INCREDIBLE VIOLENCE / CERT: TBC / DIRECTOR: G. PATRICK CONDON / SCREENPLAY: G. PATRICK CONDON, ROSS MOORE / STARRING: M.J. KEHLER, STEPHEN OATES, MICHAEL WORTHMAN, KIMBERLEY DRAKE / RELEASE DATE: OUT NOW
For fans of the genre, the simple, visceral pleasures of the no-nonsense slasher flick come guilt-free. For those who like their horror a little more cerebral, self-referential bloodfests that tip a knowing wink to their audience can be much more satisfying. Problems only tend to arise when a filmmaker attempts to bludgeon these two very different approaches to horror cinema together without regard to consistency. Incredible Violence suffers from exactly this affliction.
The film’s ‘Meta’ ambitions get things underway with great promise, as a film-within-a-film storyline is set in motion. Indie director Condon has frittered away a production budget given to him by some questionable funders who expect him to turn in a bloody horror flick. But Condon has yet to shoot a single frame. So he decides to rent a house in the woods, wire it with CCTV cameras, and recruit a small pool of actors willing to work for free. He plans that his characters can then die bloody snuff deaths at zero cost without the need for a film crew. As he becomes ever-more unhinged, Condon sets up a command centre in the loft and distributes pages of his improvised script by old-school computer printers set up in the bedrooms of his live-in cast.

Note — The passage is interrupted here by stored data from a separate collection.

//! Component runtime - executes commands against the host
//!
//! `ToleranceEditor` is what a host embeds. It owns the model, the caller's
//! callbacks, a focus host and the post-render task queue. Hosts feed it
//! gestures through [`ToleranceEditor::dispatch`], draw [`ToleranceEditor::view`]
//! and call [`ToleranceEditor::after_paint`] once the frame is on screen.

use std::collections::VecDeque;
use std::fmt;

use crate::commands::{Cmd, FocusTarget};
use crate::gate::GateAction;
use crate::messages::Msg;
use crate::model::EditorModel;
use crate::strings::StringGetter;
use crate::tolerance::ToleranceValue;
use crate::update::update;
use crate::view::{render, EditorView};

// ============================================================================
// Focus
// ============================================================================

/// Why a focus request could not be honoured
#[derive(Debug, Clone, Copy, PartialEq, Eq)]
pub enum FocusError {
    /// The control is not (or no longer) in the render tree
    Detached(FocusTarget),
}

impl fmt::Display for FocusError {
    fn fmt(&self, f: &mut fmt::Formatter<'_>) -> fmt::Result {
        match self {
            FocusError::Detached(target) => write!(f, "{:?} is not attached", target),
        }
    }
}

impl std::error::Error for FocusError {}

/// The host's focus system
pub trait FocusHost {
    /// Move input focus to `target`
    fn focus(&mut self, target: FocusTarget) -> Result<(), FocusError>;
}

/// In-memory focus host that records every focus change
#[derive(Debug, Clone, Default)]
pub struct HeadlessFocus {
    focused: Option<FocusTarget>,
    history: Vec<FocusTarget>,
}

impl HeadlessFocus {
    pub fn new() -> Self {
        Self::default()
    }

    /// Currently focused control
    pub fn focused(&self) -> Option<FocusTarget> {
        self.focused
    }

    /// Every successful focus, oldest first
    pub fn history(&self) -> &[FocusTarget] {
        &self.history
    }
}

impl FocusHost for HeadlessFocus {
    fn focus(&mut self, target: FocusTarget) -> Result<(), FocusError> {
        self.focused = Some(target);
        self.history.push(target);
        Ok(())
    }
}

// ============================================================================
// Post-render tasks
// ============================================================================

/// Work that must wait until the current render pass has completed
#[derive(Debug, Clone, Copy, PartialEq, Eq)]
pub enum PostRenderTask {
    Focus(FocusTarget),
}

/// FIFO of single-shot tasks drained once per paint
#[derive(Debug, Clone, Default)]
pub struct PostRenderQueue {
    tasks: VecDeque<PostRenderTask>,
}

impl PostRenderQueue {
    pub fn push(&mut self, task: PostRenderTask) {
        self.tasks.push_back(task);
    }

    pub fn len(&self) -> usize {
        self.tasks.len()
    }

    pub fn is_empty(&self) -> bool {
        self.tasks.is_empty()
    }

    /// Take every pending task, leaving the queue empty
    ///
    /// Tasks scheduled while the drained ones run land in the next paint.
    pub fn drain(&mut self) -> Vec<PostRenderTask> {
        self.tasks.drain(..).collect()
    }
}

// ============================================================================
// Component
// ============================================================================

type CommitCallback = Box<dyn FnMut(ToleranceValue)>;
type EditingCallback = Box<dyn FnMut(bool)>;

/// An embeddable tolerance editor
pub struct ToleranceEditor<H: FocusHost> {
    model: EditorModel,
    host: H,
    post_render: PostRenderQueue,
    on_commit: Option<CommitCallback>,
    on_editing_changed: Option<EditingCallback>,
}

impl<H: FocusHost> ToleranceEditor<H> {
    pub fn new(model: EditorModel, host: H) -> Self {
        Self {
            model,
            host,
            post_render: PostRenderQueue::default(),
            on_commit: None,
            on_editing_changed: None,
        }
    }

    /// Receive committed values (builder pattern)
    pub fn on_commit(mut self, callback: impl FnMut(ToleranceValue) + 'static) -> Self {
        self.on_commit = Some(Box::new(callback));
        self
    }

    /// Be told when the editor opens or closes (builder pattern)
    pub fn on_editing_changed(mut self, callback: impl FnMut(bool) + 'static) -> Self {
        self.on_editing_changed = Some(Box::new(callback));
        self
    }

    pub fn model(&self) -> &EditorModel {
        &self.model
    }

    pub fn host(&self) -> &H {
        &self.host
    }

    /// Tasks waiting for the next paint
    pub fn pending_post_render(&self) -> usize {
        self.post_render.len()
    }

    /// Feed one gesture or signal through the state machine
    ///
    /// Returns whether the host should redraw.
    pub fn dispatch(&mut self, msg: Msg) -> bool {
        match update(&mut self.model, msg) {
            Some(cmd) => {
                let redraw = cmd.needs_redraw();
                self.process_cmd(cmd);
                redraw
            }
            None => false,
        }
    }

    /// Report a gate action, ignoring actions that are not currently bound
    pub fn gate_action(&mut self, action: GateAction) -> bool {
        match crate::gate::action_msg(&self.model, action) {
            Some(msg) => self.dispatch(msg),
            None => false,
        }
    }

    /// The caller re-rendered with a (possibly) new value
    pub fn set_current_value(&mut self, value: ToleranceValue) -> bool {
        if value == self.model.current_value() {
            return false;
        }
        self.dispatch(Msg::set_current_value(value))
    }

    /// Current render contract
    pub fn view(&self, strings: &dyn StringGetter) -> EditorView {
        render(&self.model, strings)
    }

    /// Run deferred work now that the frame has been painted
    pub fn after_paint(&mut self) {
        for task in self.post_render.drain() {
            match task {
                PostRenderTask::Focus(target) => self.focus_now(target),
            }
        }
    }

    fn process_cmd(&mut self, cmd: Cmd) {
        match cmd {
            Cmd::None | Cmd::Redraw => {}
            Cmd::Commit(value) => {
                tracing::debug!(value = value.get(), "commit");
                if let Some(callback) = self.on_commit.as_mut() {
                    callback(value);
                }
            }
            Cmd::EditingChanged(editing) => {
                if let Some(callback) = self.on_editing_changed.as_mut() {
                    callback(editing);
                }
            }
            Cmd::Focus(target) => self.focus_now(target),
            Cmd::FocusAfterPaint(target) => {
                tracing::trace!(target: "focus", focus = ?target, "deferred until after paint");
                self.post_render.push(PostRenderTask::Focus(target));
            }
            Cmd::Batch(cmds) => {
                for cmd in cmds {
                    self.process_cmd(cmd);
                }
            }
        }
    }

    /// Focus a control, treating a detached target as a no-op
    fn focus_now(&mut self, target: FocusTarget) {
        if !self.model.is_mounted(target) {
            tracing::trace!(target: "focus", focus = ?target, "skipped, control not mounted");
            return;
        }
        if let Err(e) = self.host.focus(target) {
            tracing::trace!(target: "focus", error = %e, "skipped");
        }
    }
}

impl<H: FocusHost + fmt::Debug> fmt::Debug for ToleranceEditor<H> {
    fn fmt(&self, f: &mut fmt::Formatter<'_>) -> fmt::Result {
        f.debug_struct("ToleranceEditor")
            .field("model", &self.model)
            .field("host", &self.host)
            .field("post_render", &self.post_render)
            .finish_non_exhaustive()
    }
}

It’s not a wholly original premise, but the concept of a ‘horror movie, but for real’ has not yet been completely mined out by English-language filmmakers. Throughout this rendition of that idea, there are moments that break the fourth wall, drawing attention to clichés of the genre and inviting the audience to question their voyeuristic relationship with the material unfolding on screen. At one point, a character wanders through the on-location production unit filming the film within a film. It all gets very Meta. Yet for many of its (intentionally) repetitive scenes, the film simply reruns the usual slash-and-stab routines of bargain basement grim-core, mixing in some strangulation and light torture along the way.
This means that it’s just not clear what the film is trying to say about ‘the nature of the horror movie’. The lack of any attempt to explore the implications of the depiction of women as victims of violence in screen horror will lead many viewers to conclude that this critique of the art of horror filmmaking is less insightful than these auteurs suggest.
Neither the writers nor the director aim for realism, but that doesn’t absolve them of the need to account for their characters’ motivations. There’s no explanation as to why the film within the film director has gone psycho, and his group of actors fail to exhibit a shred of self-protective common sense as their colleagues are dispatched. As the guileless newbie Grace, M. J. Kehler projects just the right sense of brittle confidence; and it’s only her character’s fate that the film seems to want you to care about.
Movies with Meta ambitions should intrigue, offer fresh perspectives and new insights into the genre by overturning expectations and subverting the usual filmic conventions. Incredible Violence attempts such a deconstruction, but ends up just hacking away at its subject matter with what turns out to be a particularly blunt blade.